• _Work request_: Among the entries below, find every line that has "Send" and pull it out.

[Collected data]
--------------------------------

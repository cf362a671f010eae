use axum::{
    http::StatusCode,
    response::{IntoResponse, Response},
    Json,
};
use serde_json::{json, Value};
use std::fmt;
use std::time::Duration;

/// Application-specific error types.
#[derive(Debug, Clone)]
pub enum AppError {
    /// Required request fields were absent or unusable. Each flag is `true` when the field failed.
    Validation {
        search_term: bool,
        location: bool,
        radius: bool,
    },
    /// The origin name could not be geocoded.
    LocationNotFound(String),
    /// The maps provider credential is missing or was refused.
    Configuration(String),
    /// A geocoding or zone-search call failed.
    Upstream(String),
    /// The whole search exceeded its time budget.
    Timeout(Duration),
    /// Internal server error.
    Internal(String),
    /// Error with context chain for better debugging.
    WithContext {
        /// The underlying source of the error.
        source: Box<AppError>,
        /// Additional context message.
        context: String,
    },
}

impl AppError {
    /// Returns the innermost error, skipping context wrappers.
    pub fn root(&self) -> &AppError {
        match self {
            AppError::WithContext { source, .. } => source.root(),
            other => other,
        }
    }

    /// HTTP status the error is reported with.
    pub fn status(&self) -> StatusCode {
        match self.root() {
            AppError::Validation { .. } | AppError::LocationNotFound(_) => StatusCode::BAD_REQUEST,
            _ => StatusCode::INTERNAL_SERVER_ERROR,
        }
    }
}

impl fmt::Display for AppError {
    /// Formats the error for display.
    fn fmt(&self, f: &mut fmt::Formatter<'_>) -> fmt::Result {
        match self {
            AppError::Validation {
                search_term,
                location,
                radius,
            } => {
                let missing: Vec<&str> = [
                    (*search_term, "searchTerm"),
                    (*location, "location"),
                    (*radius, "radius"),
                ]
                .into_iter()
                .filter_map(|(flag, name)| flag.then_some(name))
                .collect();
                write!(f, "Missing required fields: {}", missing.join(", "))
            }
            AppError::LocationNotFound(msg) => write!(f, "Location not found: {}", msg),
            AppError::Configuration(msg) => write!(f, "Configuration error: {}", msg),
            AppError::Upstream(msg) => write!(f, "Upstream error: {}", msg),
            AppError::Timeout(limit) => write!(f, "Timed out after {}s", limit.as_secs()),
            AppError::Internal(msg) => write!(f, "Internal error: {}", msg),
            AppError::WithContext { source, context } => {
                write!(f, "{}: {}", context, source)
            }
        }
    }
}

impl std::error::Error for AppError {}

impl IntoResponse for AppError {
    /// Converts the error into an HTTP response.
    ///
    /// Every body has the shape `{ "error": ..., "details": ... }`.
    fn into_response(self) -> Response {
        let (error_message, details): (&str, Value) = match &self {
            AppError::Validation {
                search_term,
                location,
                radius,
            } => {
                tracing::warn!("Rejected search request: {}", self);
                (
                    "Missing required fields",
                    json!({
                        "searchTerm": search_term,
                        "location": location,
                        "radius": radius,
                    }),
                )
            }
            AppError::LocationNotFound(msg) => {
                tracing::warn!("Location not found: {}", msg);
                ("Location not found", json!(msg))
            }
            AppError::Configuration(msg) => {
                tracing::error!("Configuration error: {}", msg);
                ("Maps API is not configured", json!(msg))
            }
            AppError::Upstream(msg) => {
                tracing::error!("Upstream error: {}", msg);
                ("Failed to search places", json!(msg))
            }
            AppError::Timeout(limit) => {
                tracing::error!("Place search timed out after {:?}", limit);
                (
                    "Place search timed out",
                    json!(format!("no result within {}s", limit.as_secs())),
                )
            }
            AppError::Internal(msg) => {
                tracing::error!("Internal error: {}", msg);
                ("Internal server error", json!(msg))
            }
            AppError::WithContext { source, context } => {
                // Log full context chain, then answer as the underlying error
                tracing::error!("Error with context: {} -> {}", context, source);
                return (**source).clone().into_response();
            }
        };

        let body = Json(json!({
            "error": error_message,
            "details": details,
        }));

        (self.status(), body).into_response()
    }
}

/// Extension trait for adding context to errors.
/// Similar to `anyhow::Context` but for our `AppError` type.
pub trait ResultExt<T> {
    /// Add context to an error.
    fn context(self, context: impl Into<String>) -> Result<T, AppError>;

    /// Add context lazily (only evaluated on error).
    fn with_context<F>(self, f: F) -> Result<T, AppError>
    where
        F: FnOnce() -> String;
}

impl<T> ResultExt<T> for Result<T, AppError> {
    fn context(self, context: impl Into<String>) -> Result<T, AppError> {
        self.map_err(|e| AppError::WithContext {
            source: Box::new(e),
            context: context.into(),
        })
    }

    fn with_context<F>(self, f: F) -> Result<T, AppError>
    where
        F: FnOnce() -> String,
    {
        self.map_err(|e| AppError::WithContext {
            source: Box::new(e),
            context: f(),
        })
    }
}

--------------------------------

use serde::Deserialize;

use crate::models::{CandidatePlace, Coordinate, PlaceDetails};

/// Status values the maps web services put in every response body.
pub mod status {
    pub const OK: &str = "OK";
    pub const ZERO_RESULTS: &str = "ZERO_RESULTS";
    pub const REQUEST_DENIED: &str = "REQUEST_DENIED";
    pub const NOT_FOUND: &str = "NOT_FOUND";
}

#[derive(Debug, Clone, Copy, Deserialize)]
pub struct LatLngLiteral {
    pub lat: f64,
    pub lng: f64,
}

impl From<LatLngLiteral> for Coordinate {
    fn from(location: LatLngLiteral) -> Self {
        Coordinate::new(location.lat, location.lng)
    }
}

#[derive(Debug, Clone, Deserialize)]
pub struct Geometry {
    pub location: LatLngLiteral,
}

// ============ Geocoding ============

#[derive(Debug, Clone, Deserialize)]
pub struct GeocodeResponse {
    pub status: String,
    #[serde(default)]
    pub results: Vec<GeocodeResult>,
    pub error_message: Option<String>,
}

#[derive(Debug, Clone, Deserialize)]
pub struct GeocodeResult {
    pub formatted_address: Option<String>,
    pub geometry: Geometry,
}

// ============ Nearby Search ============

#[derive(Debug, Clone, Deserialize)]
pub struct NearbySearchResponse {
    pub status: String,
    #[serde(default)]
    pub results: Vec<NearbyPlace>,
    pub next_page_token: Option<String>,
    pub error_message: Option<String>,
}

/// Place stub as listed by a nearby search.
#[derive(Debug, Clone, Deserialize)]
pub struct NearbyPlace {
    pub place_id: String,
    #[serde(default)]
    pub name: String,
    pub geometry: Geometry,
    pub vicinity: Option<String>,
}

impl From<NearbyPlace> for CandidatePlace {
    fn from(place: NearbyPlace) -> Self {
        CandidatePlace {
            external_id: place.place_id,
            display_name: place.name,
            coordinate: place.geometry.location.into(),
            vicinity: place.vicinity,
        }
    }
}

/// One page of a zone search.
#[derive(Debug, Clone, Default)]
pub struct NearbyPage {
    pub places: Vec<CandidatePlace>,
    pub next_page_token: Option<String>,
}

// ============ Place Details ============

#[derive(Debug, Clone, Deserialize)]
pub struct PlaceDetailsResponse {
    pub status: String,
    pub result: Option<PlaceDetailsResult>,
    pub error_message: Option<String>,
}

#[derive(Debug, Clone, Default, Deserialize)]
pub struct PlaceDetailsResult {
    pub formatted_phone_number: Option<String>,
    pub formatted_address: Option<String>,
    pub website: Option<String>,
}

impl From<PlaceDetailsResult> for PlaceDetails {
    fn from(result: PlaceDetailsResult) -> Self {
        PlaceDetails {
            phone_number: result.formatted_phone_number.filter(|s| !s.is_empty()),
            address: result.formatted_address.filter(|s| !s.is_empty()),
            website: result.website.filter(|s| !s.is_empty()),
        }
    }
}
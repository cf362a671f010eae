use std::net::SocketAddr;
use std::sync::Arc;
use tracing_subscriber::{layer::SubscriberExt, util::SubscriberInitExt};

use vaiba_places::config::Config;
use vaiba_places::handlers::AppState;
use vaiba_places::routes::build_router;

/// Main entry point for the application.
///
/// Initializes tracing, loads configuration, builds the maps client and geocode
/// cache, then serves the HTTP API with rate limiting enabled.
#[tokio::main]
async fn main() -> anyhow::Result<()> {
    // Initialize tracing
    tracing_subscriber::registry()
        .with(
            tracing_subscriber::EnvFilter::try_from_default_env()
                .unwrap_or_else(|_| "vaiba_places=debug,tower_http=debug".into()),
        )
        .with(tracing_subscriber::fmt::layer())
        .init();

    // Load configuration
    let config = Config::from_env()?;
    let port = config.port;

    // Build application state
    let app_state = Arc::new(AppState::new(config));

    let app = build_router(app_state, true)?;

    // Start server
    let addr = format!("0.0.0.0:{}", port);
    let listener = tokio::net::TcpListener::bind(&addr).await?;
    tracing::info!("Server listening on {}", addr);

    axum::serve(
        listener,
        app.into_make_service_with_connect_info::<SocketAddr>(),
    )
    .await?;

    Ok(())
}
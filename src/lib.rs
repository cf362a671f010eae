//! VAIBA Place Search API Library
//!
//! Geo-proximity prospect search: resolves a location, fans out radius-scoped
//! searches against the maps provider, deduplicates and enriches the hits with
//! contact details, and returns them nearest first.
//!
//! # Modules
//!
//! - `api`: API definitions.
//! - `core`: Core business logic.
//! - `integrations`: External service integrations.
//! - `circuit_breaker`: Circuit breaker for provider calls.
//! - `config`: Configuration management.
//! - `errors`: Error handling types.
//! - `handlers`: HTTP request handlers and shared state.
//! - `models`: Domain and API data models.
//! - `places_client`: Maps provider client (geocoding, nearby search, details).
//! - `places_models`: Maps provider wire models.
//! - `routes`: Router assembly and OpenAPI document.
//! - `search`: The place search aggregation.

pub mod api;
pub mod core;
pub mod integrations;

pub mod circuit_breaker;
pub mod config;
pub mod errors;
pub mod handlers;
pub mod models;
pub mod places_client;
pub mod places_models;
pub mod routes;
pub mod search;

--------------------------------

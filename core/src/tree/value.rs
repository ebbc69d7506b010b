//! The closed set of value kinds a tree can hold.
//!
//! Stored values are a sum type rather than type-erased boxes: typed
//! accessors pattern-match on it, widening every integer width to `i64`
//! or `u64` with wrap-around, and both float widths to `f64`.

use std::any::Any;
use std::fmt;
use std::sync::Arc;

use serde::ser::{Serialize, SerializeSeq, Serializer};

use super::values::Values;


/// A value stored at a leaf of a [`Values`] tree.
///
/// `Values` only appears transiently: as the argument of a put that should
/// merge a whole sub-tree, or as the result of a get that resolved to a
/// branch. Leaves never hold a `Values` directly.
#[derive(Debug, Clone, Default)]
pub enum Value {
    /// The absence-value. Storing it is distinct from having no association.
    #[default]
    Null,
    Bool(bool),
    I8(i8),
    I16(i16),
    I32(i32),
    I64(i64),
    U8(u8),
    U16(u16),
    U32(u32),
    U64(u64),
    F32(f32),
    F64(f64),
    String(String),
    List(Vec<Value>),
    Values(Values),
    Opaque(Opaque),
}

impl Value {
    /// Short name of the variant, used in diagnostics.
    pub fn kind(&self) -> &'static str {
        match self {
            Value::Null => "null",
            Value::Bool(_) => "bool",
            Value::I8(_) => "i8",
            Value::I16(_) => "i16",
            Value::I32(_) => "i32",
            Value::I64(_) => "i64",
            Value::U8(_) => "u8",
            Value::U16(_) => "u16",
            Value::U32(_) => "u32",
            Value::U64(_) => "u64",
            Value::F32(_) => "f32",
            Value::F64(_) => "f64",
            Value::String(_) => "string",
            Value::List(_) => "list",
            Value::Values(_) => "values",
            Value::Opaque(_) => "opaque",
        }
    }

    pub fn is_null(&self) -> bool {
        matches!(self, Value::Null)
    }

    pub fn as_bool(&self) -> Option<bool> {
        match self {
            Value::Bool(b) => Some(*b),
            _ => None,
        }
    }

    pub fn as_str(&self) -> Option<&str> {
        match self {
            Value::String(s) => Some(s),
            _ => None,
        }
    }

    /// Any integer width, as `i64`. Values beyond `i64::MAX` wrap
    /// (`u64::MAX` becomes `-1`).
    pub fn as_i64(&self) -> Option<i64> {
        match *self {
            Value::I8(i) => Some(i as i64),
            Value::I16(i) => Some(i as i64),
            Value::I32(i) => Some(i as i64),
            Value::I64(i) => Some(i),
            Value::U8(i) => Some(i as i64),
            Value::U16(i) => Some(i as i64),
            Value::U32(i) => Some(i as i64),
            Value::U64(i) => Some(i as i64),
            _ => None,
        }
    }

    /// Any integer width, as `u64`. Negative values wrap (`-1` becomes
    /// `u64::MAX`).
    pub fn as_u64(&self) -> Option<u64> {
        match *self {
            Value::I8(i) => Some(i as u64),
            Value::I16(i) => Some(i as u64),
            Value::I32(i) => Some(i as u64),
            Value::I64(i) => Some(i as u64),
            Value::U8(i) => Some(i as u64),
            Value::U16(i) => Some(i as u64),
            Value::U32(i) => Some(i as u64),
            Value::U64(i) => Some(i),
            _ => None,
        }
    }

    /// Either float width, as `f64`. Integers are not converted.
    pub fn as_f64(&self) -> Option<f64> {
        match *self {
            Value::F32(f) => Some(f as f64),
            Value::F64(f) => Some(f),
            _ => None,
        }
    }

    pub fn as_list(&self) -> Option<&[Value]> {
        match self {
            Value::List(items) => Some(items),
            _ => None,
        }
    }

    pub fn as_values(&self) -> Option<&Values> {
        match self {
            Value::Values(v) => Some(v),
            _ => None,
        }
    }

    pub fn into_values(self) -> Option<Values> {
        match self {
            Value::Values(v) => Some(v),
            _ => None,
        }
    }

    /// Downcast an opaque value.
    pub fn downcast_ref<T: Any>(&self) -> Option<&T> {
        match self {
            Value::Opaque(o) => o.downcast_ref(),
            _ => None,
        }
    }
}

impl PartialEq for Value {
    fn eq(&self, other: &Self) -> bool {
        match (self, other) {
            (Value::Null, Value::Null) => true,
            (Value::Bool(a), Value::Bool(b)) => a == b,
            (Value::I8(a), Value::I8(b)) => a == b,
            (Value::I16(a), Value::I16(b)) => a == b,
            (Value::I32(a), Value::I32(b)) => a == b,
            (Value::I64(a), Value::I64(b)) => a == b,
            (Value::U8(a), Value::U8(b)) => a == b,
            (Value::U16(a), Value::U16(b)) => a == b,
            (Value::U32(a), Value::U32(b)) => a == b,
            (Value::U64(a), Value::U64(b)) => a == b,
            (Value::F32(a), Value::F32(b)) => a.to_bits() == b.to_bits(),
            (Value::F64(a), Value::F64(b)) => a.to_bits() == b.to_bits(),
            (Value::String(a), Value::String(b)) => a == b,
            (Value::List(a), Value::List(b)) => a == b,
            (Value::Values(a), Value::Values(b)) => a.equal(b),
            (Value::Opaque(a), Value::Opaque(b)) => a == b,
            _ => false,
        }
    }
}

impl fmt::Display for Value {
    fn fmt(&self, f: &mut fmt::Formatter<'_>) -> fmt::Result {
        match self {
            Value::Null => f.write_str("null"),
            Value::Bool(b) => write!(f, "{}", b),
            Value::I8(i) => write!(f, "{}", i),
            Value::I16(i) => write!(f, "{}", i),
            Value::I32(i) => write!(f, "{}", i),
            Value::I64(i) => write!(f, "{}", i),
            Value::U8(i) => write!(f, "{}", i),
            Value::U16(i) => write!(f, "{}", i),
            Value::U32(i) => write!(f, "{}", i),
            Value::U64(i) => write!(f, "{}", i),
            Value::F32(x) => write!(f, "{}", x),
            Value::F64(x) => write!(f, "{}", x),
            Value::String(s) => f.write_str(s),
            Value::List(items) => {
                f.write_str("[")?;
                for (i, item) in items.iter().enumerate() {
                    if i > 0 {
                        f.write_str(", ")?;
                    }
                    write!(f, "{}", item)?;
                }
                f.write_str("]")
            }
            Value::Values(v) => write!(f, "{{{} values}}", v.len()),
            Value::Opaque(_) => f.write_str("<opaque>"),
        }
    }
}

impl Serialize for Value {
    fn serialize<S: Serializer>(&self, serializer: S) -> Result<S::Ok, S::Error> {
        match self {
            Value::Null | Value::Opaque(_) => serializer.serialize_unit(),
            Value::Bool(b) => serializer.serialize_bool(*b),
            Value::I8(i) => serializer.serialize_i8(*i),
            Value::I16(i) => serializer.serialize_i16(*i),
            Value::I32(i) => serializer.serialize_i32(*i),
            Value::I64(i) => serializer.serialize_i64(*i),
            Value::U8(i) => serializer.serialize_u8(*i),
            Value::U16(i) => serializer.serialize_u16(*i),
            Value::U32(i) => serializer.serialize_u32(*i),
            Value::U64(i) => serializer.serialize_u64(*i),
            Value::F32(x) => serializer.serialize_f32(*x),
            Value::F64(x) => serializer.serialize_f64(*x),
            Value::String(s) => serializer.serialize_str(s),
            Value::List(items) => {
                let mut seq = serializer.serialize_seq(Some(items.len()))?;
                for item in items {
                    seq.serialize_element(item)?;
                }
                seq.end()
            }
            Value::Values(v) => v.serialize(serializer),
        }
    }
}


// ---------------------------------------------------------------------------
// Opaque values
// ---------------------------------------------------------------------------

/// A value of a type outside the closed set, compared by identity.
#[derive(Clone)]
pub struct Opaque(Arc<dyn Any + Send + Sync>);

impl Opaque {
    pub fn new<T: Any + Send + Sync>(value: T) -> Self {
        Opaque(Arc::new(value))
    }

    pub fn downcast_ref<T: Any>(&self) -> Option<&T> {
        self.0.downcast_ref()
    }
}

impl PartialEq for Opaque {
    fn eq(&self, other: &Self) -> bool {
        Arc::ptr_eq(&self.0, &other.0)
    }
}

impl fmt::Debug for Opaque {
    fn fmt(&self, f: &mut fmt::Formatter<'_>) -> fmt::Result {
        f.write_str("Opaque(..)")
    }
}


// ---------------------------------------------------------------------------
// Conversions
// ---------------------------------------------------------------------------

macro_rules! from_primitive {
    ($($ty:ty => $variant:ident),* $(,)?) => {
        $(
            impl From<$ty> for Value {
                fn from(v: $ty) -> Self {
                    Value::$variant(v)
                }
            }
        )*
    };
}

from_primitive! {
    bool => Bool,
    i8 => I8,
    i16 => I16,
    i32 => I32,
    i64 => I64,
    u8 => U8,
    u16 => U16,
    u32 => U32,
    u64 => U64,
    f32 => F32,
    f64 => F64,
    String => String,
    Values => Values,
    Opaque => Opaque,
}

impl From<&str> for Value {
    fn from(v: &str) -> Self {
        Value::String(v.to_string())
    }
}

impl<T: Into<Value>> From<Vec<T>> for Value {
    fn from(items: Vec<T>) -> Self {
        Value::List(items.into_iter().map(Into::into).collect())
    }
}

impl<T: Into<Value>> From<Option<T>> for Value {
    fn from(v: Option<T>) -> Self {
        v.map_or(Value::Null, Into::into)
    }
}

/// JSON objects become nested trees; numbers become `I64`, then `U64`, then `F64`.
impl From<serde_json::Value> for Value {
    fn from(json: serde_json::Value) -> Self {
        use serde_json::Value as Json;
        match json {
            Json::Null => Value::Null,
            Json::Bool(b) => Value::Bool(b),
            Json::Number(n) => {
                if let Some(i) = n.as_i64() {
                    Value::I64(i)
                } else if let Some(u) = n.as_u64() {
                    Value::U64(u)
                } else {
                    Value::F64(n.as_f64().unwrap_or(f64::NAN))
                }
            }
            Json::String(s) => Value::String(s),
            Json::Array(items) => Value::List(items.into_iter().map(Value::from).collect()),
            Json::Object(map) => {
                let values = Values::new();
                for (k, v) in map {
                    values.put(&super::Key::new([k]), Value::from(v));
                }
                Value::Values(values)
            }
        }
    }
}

--------------------------------

• _Task output_:
pub struct Opaque(Arc<dyn Any + Send + Sync>);
    pub fn new<T: Any + Send + Sync>(value: T) -> Self {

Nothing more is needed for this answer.